Für Scheerer basiert das Grundvertrauen auf zwei Einsichten: Einerseits müssen wir das Vertrauensverhältnis auch dann aufrechterhalten können, wenn die Vertrauensperson abwesend ist, uns allein lässt. Und andererseits müssen wir mit der Erkenntnis leben, dass wir nicht allmächtig unsere Umwelt kontrollieren, sondern uns mit Unannehmlichkeiten abfinden müssen. Vertrauen scheint also zu entstehen, wenn man lernt, mit enttäuschtem Vertrauen umzugehen.
"Wenn wir uns binden können, und dafür brauchen wir ja Vertrauen, und möglichst auch ein grundsätzliches Vertrauen, dann müssen wir ja auch mit dem Verlust fertig werden. Und dann braucht man eine Fähigkeit das zu betrauern, damit man dann wieder neu anfangen kann. Wenn man nicht trauern kann, bleibt man ewig hängen an dem Verlust und gerät in eine Melancholie oder eine Depression."

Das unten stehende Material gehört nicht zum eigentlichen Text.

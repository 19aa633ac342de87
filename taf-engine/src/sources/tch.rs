//! Trust-chain reports pushed by the trusted computing hub.
//!
//! The hub needs no subscription: registering a session only adds it to
//! the set of sessions reports fan out to.

use std::collections::BTreeSet;

use taf_core::{CompletionParty, EvidenceMap, EvidenceType, EvidenceValue, SessionId, TrustSource};

use super::{quantify, trustee_of_kind, TamAccess, TrustSourceHandler};
use crate::message::TchNotify;
use crate::session::Session;
use crate::EngineError;

#[derive(Debug, Default)]
pub struct TchHandler {
    sessions: BTreeSet<SessionId>,
}

impl TchHandler {
    #[must_use]
    pub fn new() -> Self {
        Self::default()
    }
}

impl TrustSourceHandler for TchHandler {
    type Notify = TchNotify;

    fn trust_source(&self) -> TrustSource {
        TrustSource::Tch
    }

    fn add_session(&mut self, session: &Session, party: CompletionParty<EngineError>, _access: &mut dyn TamAccess) {
        self.sessions.insert(session.id().clone());
        party.resolve();
    }

    fn remove_session(&mut self, session: &SessionId, party: CompletionParty<EngineError>, _access: &mut dyn TamAccess) {
        self.sessions.remove(session);
        party.resolve();
    }

    fn handle_notify(&mut self, notify: TchNotify, access: &mut dyn TamAccess) {
        let vehicle = notify.tch_report.trustee_id;
        let mut reported = Vec::new();
        for report in notify.tch_report.trustee_reports {
            let mut key = vec![vehicle.clone()];
            key.extend(report.component_id);
            let mut readings = EvidenceMap::new();
            for claim in report.attestation_report {
                match EvidenceType::by_source_and_name(TrustSource::Tch, &claim.claim) {
                    Ok(evidence) => {
                        readings.insert(evidence, EvidenceValue::Appraisal(claim.appraisal.into()));
                    }
                    Err(e) => tracing::warn!(%vehicle, error = %e, "ignoring unknown claim"),
                }
            }
            reported.push((key, readings));
        }
        if reported.is_empty() {
            tracing::debug!(%vehicle, "TCH report without trustee reports");
            return;
        }

        for session_id in &self.sessions {
            let Some(session) = access.session(session_id) else {
                continue;
            };
            let mut updates = Vec::new();
            for (key, evidence) in &reported {
                let segments: Vec<&str> = key.iter().map(String::as_str).collect();
                for quantifier in session.quantifiers_for(TrustSource::Tch) {
                    if let Some(trustee) = trustee_of_kind(quantifier, &segments) {
                        updates.extend(quantify(session_id, quantifier, trustee, evidence));
                    }
                }
            }
            access.dispatch(session_id, updates);
        }
    }

    fn registered_sessions(&self) -> Vec<SessionId> {
        self.sessions.iter().cloned().collect()
    }
}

Welches Urvertrauen man entwickelt, entscheidet zwar nicht über den Erfolg in Beruf und Gesellschaft aber über das eigene Glück. Von Vertrauen spricht man derweil nicht nur auf zwischenmenschlicher Ebene. Auch in Politik und Wirtschaft haben wir es mit Vertrauenskrisen zu tun. Die modernen Gesellschaften durchleben gar eine Vertrauensobsession, meint die Historikerin und Leiterin des Berliner Max-Planck-Instituts für Bildungsforschung Ute Frevert. Vertrauen spiele heute eine umso wichtigere Rolle, weil wir im Gegensatz zur Vormoderne in hochkomplexen und unübersichtlichen Gemeinschaften leben.
"Was das Vertrauen in der modernen Gesellschaft von der vormodernen unterscheidet ist, dass die moderne Gesellschaft Vertrauen gewissermaßen als eine Tugend moderner Menschen definiert, und Menschen auch dazu auffordert, Vertrauen zu haben."
Anstelle des Gottvertrauens, mit dem man früher unvorhersehbaren Unglücksfällen und Unsicherheiten in der persönlichen Lebenswelt begegnete, basiere das Vertrauen heute eher auf Institutionen. Aber kann ein Mensch gegenüber Gesetzen, der Gesundheitsversorgung, wirtschaftlicher und politischer Stabilität oder sozialer Absicherung überhaupt Vertrauen empfinden? Was heißt es, wenn derzeit immer wieder Vertrauen in die Märkte oder in das Europäische Einigungsprojekt gefordert wird?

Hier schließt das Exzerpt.